The first question that a professional will likely ask is: What do you see yourself doing in your yard? Hosting Sunday barbecues? Doing the crossword puzzle in a hammock? Swimming laps? Growing vegetables? Clip pictures of outdoor spaces you like and don’t like to clarify the feeling you’re trying to achieve.
Remember that part of your landscape budget will go toward the “b” list. Those are things that may not lend themselves to sexy magazine spreads but can protect your property value-not to mention enhance your quality of life-by lowering water bills, reducing the need to mow or rake, or blocking the view of your neighbor who hot-tubs in the buff. We’re talking about practical considerations such as irrigation, fencing, lighting, equipment storage, privacy, and security.
Create a “floor plan” to target costs
To ballpark costs for materials and labor, think in terms of square footage, which is how landscapers charge. According to Costhelper.com, (http://www.costhelper.com/cost/home-garden/landscape-design.html) hiring someone to create a “naturalistic garden” averages $11 a square foot; the cost can double for a formal garden with walls and water features.
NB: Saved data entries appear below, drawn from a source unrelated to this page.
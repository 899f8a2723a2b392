//! HTTP access layer for the AgriHub REST API.
//!
//! Every request goes through [`ApiClient`], which:
//! - serializes JSON bodies or builds multipart forms from a [`FormPayload`]
//! - attaches the bearer token held by the configured [`TokenStore`]
//! - turns non-2xx responses and `{"success": false}` bodies into [`ApiError`]
//!
//! so that callers only ever see one error-or-value result.
//!
//! # Example
//!
//! ```
//! use agrihub_api::{ApiClient, ApiConfig, MemoryTokenStore};
//! use std::sync::Arc;
//!
//! let client = ApiClient::new(ApiConfig::default(), Arc::new(MemoryTokenStore::new())).unwrap();
//! assert_eq!(client.url("/crop/crops"), "http://localhost:5000/api/crop/crops");
//! ```

pub mod auth;
mod body;
mod client;
mod config;
pub mod envelope;
mod error;
mod query;
pub mod token;

pub use auth::{AuthClient, AuthSession, RegisterRequest, RegisterResponse};
pub use body::{FilePart, FormPayload, FormValue, RequestBody};
pub use client::{ApiClient, ApiRequest};
pub use config::ApiConfig;
pub use error::{ApiError, ApiResult};
pub use query::ListFilter;
pub use token::{FileTokenStore, MemoryTokenStore, TokenStore};
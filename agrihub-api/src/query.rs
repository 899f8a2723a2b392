/// Query filter for list endpoints (`?type=...&isActive=...`).
#[derive(Debug, Clone, Default, PartialEq, Eq)]
pub struct ListFilter {
    pub kind: Option<String>,
    pub is_active: Option<bool>,
    pub extra: Vec<(String, String)>,
}

impl ListFilter {
    pub fn new() -> Self {
        Self::default()
    }

    /// Filters on the `type` parameter.
    #[must_use]
    pub fn kind(mut self, kind: impl Into<String>) -> Self {
        self.kind = Some(kind.into());
        self
    }

    /// Filters on the `isActive` parameter.
    #[must_use]
    pub fn active(mut self, is_active: bool) -> Self {
        self.is_active = Some(is_active);
        self
    }

    /// Adds any other query parameter.
    #[must_use]
    pub fn param(mut self, key: impl Into<String>, value: impl Into<String>) -> Self {
        self.extra.push((key.into(), value.into()));
        self
    }

    pub fn is_empty(&self) -> bool {
        self.kind.is_none() && self.is_active.is_none() && self.extra.is_empty()
    }

    pub fn to_query(&self) -> Vec<(String, String)> {
        let mut query = Vec::with_capacity(2 + self.extra.len());
        if let Some(kind) = &self.kind {
            query.push(("type".to_string(), kind.clone()));
        }
        if let Some(active) = self.is_active {
            query.push(("isActive".to_string(), active.to_string()));
        }
        query.extend(self.extra.iter().cloned());
        query
    }
}
//! Error types for API access.

use thiserror::Error;

/// Result type for API operations.
pub type ApiResult<T> = Result<T, ApiError>;

/// Errors that can occur while talking to the API.
#[derive(Debug, Error)]
pub enum ApiError {
    /// The request never reached the server, or no response could be read.
    #[error("network error: {0}")]
    Transport(String),

    /// Non-2xx response.
    #[error("{message} (HTTP {status})")]
    Http { status: u16, message: String },

    /// 2xx response whose body carried `"success": false`.
    #[error("{message}")]
    Rejected { message: String },

    /// Input refused before any request was sent.
    #[error("validation error: {0}")]
    Validation(String),

    /// Response body did not have the expected shape.
    #[error("unexpected response: {0}")]
    Decode(String),

    /// Serialization error.
    #[error("serialization error: {0}")]
    Serialization(#[from] serde_json::Error),

    /// Token storage could not be read or written.
    #[error("token storage error: {0}")]
    Storage(String),

    /// Invalid client configuration.
    #[error("invalid configuration: {0}")]
    Config(String),

    /// The operation needs a bearer token and none is stored.
    #[error("authentication required")]
    AuthRequired,
}

impl ApiError {
    /// HTTP status of the failed response, if there was one.
    pub fn status(&self) -> Option<u16> {
        match self {
            ApiError::Http { status, .. } => Some(*status),
            _ => None,
        }
    }

    /// Returns true if the error was raised before any network call.
    pub fn is_validation(&self) -> bool {
        matches!(self, ApiError::Validation(_))
    }

    /// Returns true if the server was never reached.
    pub fn is_transport(&self) -> bool {
        matches!(self, ApiError::Transport(_))
    }

    /// Returns true for missing or rejected credentials.
    pub fn is_auth(&self) -> bool {
        match self {
            ApiError::AuthRequired => true,
            ApiError::Http { status, .. } => *status == 401 || *status == 403,
            _ => false,
        }
    }

    /// Message suitable for a toast: the server's own text where there is one.
    pub fn user_message(&self) -> String {
        match self {
            ApiError::Http { message, .. } | ApiError::Rejected { message } => message.clone(),
            ApiError::Validation(msg) => msg.clone(),
            ApiError::Transport(_) => "Network error, please check your connection".to_string(),
            ApiError::AuthRequired => "Please sign in to continue".to_string(),
            other => other.to_string(),
        }
    }
}
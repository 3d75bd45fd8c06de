//! Fediport binary entry point

use fediport::{AppState, config};
use tokio::sync::watch;
use tracing_subscriber::{layer::SubscriberExt, util::SubscriberInitExt};

/// Application entry point
///
/// # Setup
/// 1. Initialize tracing/logging
/// 2. Load configuration from file and environment
/// 3. Initialize AppState
/// 4. Start queue workers
/// 5. Build Axum router and serve until ctrl-c
/// 6. Drain workers
#[tokio::main]
async fn main() -> Result<(), Box<dyn std::error::Error>> {
    // 1. Initialize tracing/logging
    let log_format =
        std::env::var("FEDIPORT__LOGGING__FORMAT").unwrap_or_else(|_| "pretty".to_string());

    if log_format == "json" {
        tracing_subscriber::registry()
            .with(
                tracing_subscriber::EnvFilter::try_from_default_env()
                    .unwrap_or_else(|_| "fediport=info,tower_http=debug".into()),
            )
            .with(tracing_subscriber::fmt::layer().json())
            .init();
    } else {
        tracing_subscriber::registry()
            .with(
                tracing_subscriber::EnvFilter::try_from_default_env()
                    .unwrap_or_else(|_| "fediport=info,tower_http=debug".into()),
            )
            .with(tracing_subscriber::fmt::layer().pretty())
            .init();
    }

    tracing::info!("Starting Fediport...");

    // 2. Initialize metrics
    fediport::metrics::init_metrics();

    // 3. Load configuration
    let config = config::AppConfig::load()?;
    tracing::info!(
        domain = %config.server.domain,
        protocol = %config.server.protocol,
        queue_driver = ?config.federation.queue_driver,
        "Configuration loaded"
    );

    // 4. Initialize application state
    let state = AppState::new(config.clone()).await?;

    // 5. Start background tasks
    let (shutdown_tx, shutdown_rx) = watch::channel(false);
    let workers = state.spawn_workers(shutdown_rx);
    tracing::info!(tasks = workers.len(), "Background tasks started");

    // 6. Build Axum router
    let app = fediport::build_router(state);

    // 7. Start HTTP server
    let addr = format!("{}:{}", config.server.host, config.server.port);
    let listener = tokio::net::TcpListener::bind(&addr).await?;

    tracing::info!("Server listening on {}", addr);
    tracing::info!("Public URL: {}", config.server.base_url());

    axum::serve(listener, app)
        .with_graceful_shutdown(shutdown_signal())
        .await?;

    // 8. Let in-flight jobs finish
    tracing::info!("Stopping queue workers...");
    let _ = shutdown_tx.send(true);
    for result in futures::future::join_all(workers).await {
        if let Err(error) = result {
            tracing::error!(%error, "Queue worker panicked");
        }
    }
    tracing::info!("Shutdown complete");

    Ok(())
}

async fn shutdown_signal() {
    if let Err(error) = tokio::signal::ctrl_c().await {
        tracing::error!(%error, "Failed to listen for shutdown signal");
        std::future::pending::<()>().await;
    }
    tracing::info!("Shutdown signal received");
}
And don’t forget to factor in long-term maintenance such as mowing, mulching, and pruning. (Sweat equity, anyone?)
If you’re designing your own plan, start by measuring your property or getting a plat survey from the county. You might even be able to find a topographical map indicating features like slopes and swales. You can sketch the basic layout to scale using old-fashioned graph paper or landscape design software. Prices have come down considerably on the latter, but quality varies widely, so check online reviews before purchasing. A free option: Google’s Sketchup (http://sketchup.google.com), with cool apps for trees, pavers, shrubs, outbuildings, and the like.
Once you have the parameters, create a floor plan, marking off different sections just as you would rooms of a house. The front path is the foyer, there might be a “dining room” with a picnic table, a shady “bedroom” for a hammock, a “rec room” with play equipment. Consider the costs for each area of your plan, including materials, equipment, furnishings, greenery, and any specialized labor like irrigation or electricity.
Think long term
If your ambitions exceed your wallet (and whose do not?), go back to your priority list and pick a section or projects to tackle as your budget permits, advises Angela Dye, principal designer/president of A Dye Design, a landscaping firm in Phoenix, Ariz. “What is the absolute most important thing you need to have done?” she asks. “What is bugging you most?”
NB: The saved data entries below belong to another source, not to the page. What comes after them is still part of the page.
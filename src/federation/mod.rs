//! ActivityPub federation module
//!
//! Handles:
//! - HTTP Signatures (sign, verify, digest)
//! - Public/private key lookup
//! - Inbox receipt and queued activity processing
//! - Outbound delivery with retry
//! - Follow handshake
//! - Task queues (durable and inline)

pub mod activity;
pub mod delivery;
pub mod handshake;
pub mod inbox;
pub mod key_directory;
pub mod processor;
pub mod queue;
pub mod resolver;
pub mod signature;

pub use activity::{Activity, ActivityKind, InboundEnvelope, InboxVariant};
pub use delivery::{
    DeliveryEngine, DeliveryJob, DeliveryJobHandler, DeliveryOutcome, DeliveryService,
    DeliveryTransport, ReqwestTransport, classify_status,
};
pub use handshake::{FollowCoordinator, FollowEffect, HandshakeOutcome};
pub use inbox::{InboxDispatcher, InboxReceipt, InboxRequest};
pub use key_directory::{ActorKey, ActorKeyDirectory, CacheStats, SigningKey};
pub use processor::{ActivityProcessor, InboxJobHandler, ProcessingResult};
pub use queue::{
    DurableQueue, EnqueueReceipt, InlineQueue, JobHandler, JobOutcome, JobReport, JobState,
    NewJob, QueueName, QueueWorker, QueuedJob, RetryPolicy, TaskQueue,
};
pub use resolver::{ActorFetcher, HttpFetcher, RemoteResolver};
pub use signature::{
    SignatureHeaders, SignedRequest, generate_digest, generate_key_pair, sign_request,
    verify_signature,
};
A carefully conceived plan will keep you on track during this gradual transformation, both in terms of vision and budget. And remember that patience pays off. “Additions or renovations can start losing value once completed,” says Jim Lapides, spokesman for the American Society of Landscape Architects. “A landscape literally grows in value over time.”
Laura Fisher Kaiser is a contributing editor to Interior Design magazine and a former editor at This Old House magazine. The secret to her Washington, D.C., garden is blood, sweat, tears, and mosquito repellent.
Reprinted from HouseLogic (houselogic.com) with permission of the NATIONAL ASSOCIATION OF REALTORS®
Copyright 2009. All rights reserved.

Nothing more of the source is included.